Data extracted from a collection
────────
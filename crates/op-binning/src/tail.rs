//! Quantile tail capping of long-tailed axes.

use std::collections::BTreeMap;

use op_core::{CountTable, Error, Result};

use crate::boundaries::IntegerCdf;

/// Result of [`apply_tail_caps`].
#[derive(Debug, Clone)]
pub struct TailCapOutcome {
    /// Copy of the input with capped axes clipped.
    pub table: CountTable,
    /// Applied cap per axis; only axes that were actually changed appear.
    pub caps: BTreeMap<String, u64>,
}

/// Clip every non-ignored axis at its `quantile` value.
///
/// `quantile` must lie in `(0, 1]`. Axes whose maximum already sits at or
/// below the cap are left untouched and omitted from the cap map.
pub fn apply_tail_caps<S: AsRef<str>>(
    table: &CountTable,
    ignore_axes: &[S],
    quantile: f64,
) -> Result<TailCapOutcome> {
    if !(quantile > 0.0 && quantile <= 1.0) {
        return Err(Error::invalid_argument(format!(
            "tail-cap quantile must be in (0, 1] (got {quantile})"
        )));
    }
    for axis in ignore_axes {
        let axis = axis.as_ref();
        if !table.contains_axis(axis) {
            return Err(Error::invalid_argument(format!("unknown axis '{axis}' in ignore list")));
        }
    }

    let mut caps = BTreeMap::new();
    let mut out = CountTable::new();
    for column in table.columns() {
        let ignored = ignore_axes.iter().any(|a| a.as_ref() == column.name);
        if ignored {
            out.push_column(column.name.clone(), column.values.clone())?;
            continue;
        }
        let cap = IntegerCdf::from_values(&column.values)?.and_then(|cdf| {
            let cap = cdf.quantile(quantile);
            (cap < cdf.max()).then_some(cap)
        });

        match cap {
            Some(cap) => {
                let clipped = column.values.iter().map(|&v| v.min(cap)).collect();
                tracing::info!(axis = %column.name, cap, quantile, "tail cap applied");
                caps.insert(column.name.clone(), cap);
                out.push_column(column.name.clone(), clipped)?;
            }
            None => out.push_column(column.name.clone(), column.values.clone())?,
        }
    }

    Ok(TailCapOutcome { table: out, caps })
}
────────
EXERCISE BRIEF: Copy out the lines above word for word, stopping after the line containing "capped axes clipped.".

RESPONSE BELOW:
filename crates/op-binning/src/tail.rs
//! Quantile tail capping of long-tailed axes.

use std::collections::BTreeMap;

use op_core::{CountTable, Error, Result};

use crate::boundaries::IntegerCdf;

/// Result of [`apply_tail_caps`].
#[derive(Debug, Clone)]
pub struct TailCapOutcome {
    /// Copy of the input with capped axes clipped.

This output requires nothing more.